Citing mysterious budgetary concerns (which still elude me), The Governator initially vetoed Assembly Bill No. 5.  But as of July 1st, California’s new electronic discovery provisions were finally made law.  Interestingly enough, California (which tends to more progressive than most) was way behind the times in terms of adopting the new framework of the FRCP…

“The California Discovery Act hadn’t really been revised or amended since the mid-1980s,” said Patrick O’Donnell, the supervising attorney for the Judicial Council’s Office of the General Counsel who led efforts to write the state’s e-discovery law. “This is really a major step to address the changes in the world of electronic data since then. … This gives a lot more clarity and certainty in how the issue will be focused on.”

Instead of the alleged budgetary concerns it appeared that California had (and still has) bigger fish to fry and needed some extra cycles to get lawmakers, attorneys, Silicon Valley leaders and court administrators all on the same page.

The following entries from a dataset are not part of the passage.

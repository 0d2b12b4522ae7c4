use crate::domain::{entities::types::TypeDef, error::DomainError};

/// Numeric types the framework can carry as standalone values.
pub const NATIVE_NUMERIC_TYPES: &[&str] = &[
    "/bool",
    "/char",
    "/int32_t",
    "/uint32_t",
    "/int64_t",
    "/uint64_t",
    "/float",
    "/double",
];

/// Centralized domain validation.
///
/// Rules that need more than one entity to check live here, not scattered
/// across entities.
pub struct DomainValidator;

impl DomainValidator {
    /// Check a type used directly as a port, property or attribute type.
    ///
    /// Arrays are only legal inside structures, and only the native numeric
    /// types may be used standalone.
    pub fn validate_toplevel_type(def: &TypeDef) -> Result<(), DomainError> {
        if def.is_array() {
            return Err(DomainError::IllegalType {
                name: def.name().to_string(),
                reason: "array types can be used only in a structure".into(),
            });
        }
        if def.is_numeric() && !NATIVE_NUMERIC_TYPES.contains(&def.name().as_str()) {
            return Err(DomainError::IllegalType {
                name: def.name().to_string(),
                reason: format!("{} cannot be used as a toplevel type", def.name()),
            });
        }
        Ok(())
    }

    /// Member and task names must be C++ identifiers.
    pub fn validate_identifier(name: &str) -> Result<(), DomainError> {
        let mut chars = name.chars();
        let valid_start = chars
            .next()
            .is_some_and(|c| c.is_ascii_alphabetic() || c == '_');
        if !valid_start || !chars.all(|c| c.is_ascii_alphanumeric() || c == '_') {
            return Err(DomainError::InvalidName {
                name: name.to_string(),
                reason: "must start with a letter or '_' and contain only letters, digits and '_'"
                    .into(),
            });
        }
        Ok(())
    }
}
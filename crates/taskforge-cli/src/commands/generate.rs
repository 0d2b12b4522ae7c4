//! Implementation of the `taskforge generate` command.
//!
//! Responsibility: load the project, wire the renderer and filesystem
//! adapters, run the generation service and report what happened to each
//! file. No business logic lives here.

use std::path::{Path, PathBuf};
use std::sync::Arc;

use serde_json::json;
use tracing::{info, instrument};
use uuid::Uuid;

use taskforge_adapters::{BuiltinRenderer, LocalFilesystem, MemoryFilesystem};
use taskforge_core::{
    application::{
        GenerationOptions, GenerationReport, GenerationService, SaveOutcome, ports::Filesystem,
    },
    domain::TaskContext,
};

use crate::{
    cli::GenerateArgs,
    config::AppConfig,
    error::{CliResult, IntoCli},
    output::OutputManager,
};

/// Execute the `taskforge generate` command.
///
/// Dispatch sequence:
/// 1. Load the project and everything it imports
/// 2. Select the tasks to generate
/// 3. Merge flags over the configured generation options
/// 4. Generate each task, on disk or in memory for `--dry-run`
/// 5. Report the outcome of every file
#[instrument(skip_all, fields(project = %args.project.display()))]
pub fn execute(args: GenerateArgs, config: AppConfig, output: OutputManager) -> CliResult<()> {
    let search = super::search_paths(&args.search, &config);
    let project = super::load_project(&args.project, &search)?;
    let tasks = super::select_tasks(&project, &args.tasks)?;
    let base_dir = args
        .output
        .clone()
        .unwrap_or_else(|| super::project_dir(&args.project));

    let options = options(&args, &config);
    let template_dir = args
        .template_dir
        .as_deref()
        .or(config.generation.template_dir.as_deref());
    let renderer = match template_dir {
        Some(dir) => BuiltinRenderer::with_override_dir(dir)?,
        None => BuiltinRenderer::new(),
    };

    let dry_run = if args.dry_run {
        Some(seed_dry_run(&tasks, &base_dir, &options)?)
    } else {
        None
    };
    let filesystem: Box<dyn Filesystem> = match &dry_run {
        Some(memory) => Box::new(memory.clone()),
        None => Box::new(LocalFilesystem::new()),
    };
    let service = GenerationService::new(Box::new(renderer), filesystem, options);

    info!(
        tasks = tasks.len(),
        base_dir = %base_dir.display(),
        dry_run = args.dry_run,
        "Generation started"
    );

    let progress = output.progress(tasks.len() as u64);
    let mut reports = Vec::with_capacity(tasks.len());
    for task in &tasks {
        progress.set_message(task.name().to_string());
        let report = service.generate_task(&project, task, &base_dir);
        progress.inc(1);
        match report {
            Ok(report) => reports.push(report),
            Err(e) => {
                progress.abandon();
                return Err(e.into());
            }
        }
    }
    progress.finish_and_clear();

    let report = GenerationReport {
        run_id: Uuid::new_v4(),
        project: project.name().to_string(),
        tasks: reports,
    };

    if output.is_json() {
        output.json(&report_json(&report, &base_dir, args.dry_run))?;
        return Ok(());
    }

    print_report(&report, &base_dir, &output)?;
    if let Some(memory) = dry_run {
        output.print("")?;
        output.info("Dry run: nothing was written")?;
        for (link, target) in memory.list_links() {
            output.detail(&format!("{} -> {}", link.display(), target.display()))?;
        }
    } else {
        output.success(&format!(
            "Generated {} task(s) of '{}' in {}",
            report.tasks.len(),
            report.project,
            base_dir.display()
        ))?;
    }
    Ok(())
}

fn options(args: &GenerateArgs, config: &AppConfig) -> GenerationOptions {
    let mut options = config.generation.options();
    if args.no_fake_install {
        options.fake_install = false;
    }
    if args.no_user_templates {
        options.save_user_templates = false;
    }
    options
}

/// In-memory copy of the user files that already exist on disk, so a dry
/// run reports them as preserved.
fn seed_dry_run(
    tasks: &[Arc<TaskContext>],
    base_dir: &Path,
    options: &GenerationOptions,
) -> CliResult<MemoryFilesystem> {
    let memory = MemoryFilesystem::new();
    for task in tasks {
        for extension in ["hpp", "cpp"] {
            let path = base_dir
                .join(options.user_dir())
                .join(format!("{}.{extension}", task.basename()));
            if path.is_file() {
                let content = std::fs::read_to_string(&path)
                    .with_cli_context(|| format!("reading {}", path.display()))?;
                memory.insert(path, content)?;
            }
        }
    }
    Ok(memory)
}

fn outcome_label(outcome: SaveOutcome) -> &'static str {
    match outcome {
        SaveOutcome::Written => "written",
        SaveOutcome::Created => "created",
        SaveOutcome::Preserved => "preserved",
    }
}

fn print_report(report: &GenerationReport, base_dir: &Path, output: &OutputManager) -> CliResult<()> {
    for task in &report.tasks {
        output.header(&task.task)?;
        for (path, outcome) in &task.files {
            output.detail(&format!("{:<9} {}", outcome_label(*outcome), path.display()))?;
        }
        for path in &task.stale_constructors {
            output.warning(&format!(
                "{} has a fixed initial state but its constructor in {} still takes a TaskCore::TaskState",
                task.task,
                display_path(base_dir, path).display()
            ))?;
        }
    }
    output.print("")?;
    output.print(&format!(
        "{} written, {} created, {} preserved",
        report.count(SaveOutcome::Written),
        report.count(SaveOutcome::Created),
        report.count(SaveOutcome::Preserved),
    ))?;
    Ok(())
}

fn display_path(base_dir: &Path, relative: &Path) -> PathBuf {
    if base_dir == Path::new(".") {
        relative.to_path_buf()
    } else {
        base_dir.join(relative)
    }
}

fn report_json(report: &GenerationReport, base_dir: &Path, dry_run: bool) -> serde_json::Value {
    json!({
        "run_id": report.run_id.to_string(),
        "project": report.project,
        "base_dir": base_dir.display().to_string(),
        "dry_run": dry_run,
        "tasks": report.tasks.iter().map(|task| json!({
            "name": task.task,
            "typekits": task.typekits,
            "task_libraries": task.task_libraries,
            "stale_constructors": task.stale_constructors.iter()
                .map(|path| path.display().to_string())
                .collect::<Vec<_>>(),
            "files": task.files.iter().map(|(path, outcome)| json!({
                "path": path.display().to_string(),
                "outcome": outcome_label(*outcome),
            })).collect::<Vec<_>>(),
        })).collect::<Vec<_>>(),
    })
}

The new California provisions pretty closely mirror the FRCP language with a few minor exceptions, called out by Joshua M. Briones and Anahit Tagvoryan in their recent article

  • Minor tweaks to the Rule 37 language around the safe harbor provisions broadening slightly (beyond “loss”) the California language to also preclude sanctions where ESI is “lost, damaged, altered, or overwritten.”
  • No corresponding meet & confer provisions in the California statute similar to the Rule 16 and 26 sections in the FRCP.
  • Inaccessibility provisions of FRCP 26(b)(2)(B) changed slightly to require producing party to file a protective order for ESI it believes is not reasonably accessible due to “undue burden or expense.”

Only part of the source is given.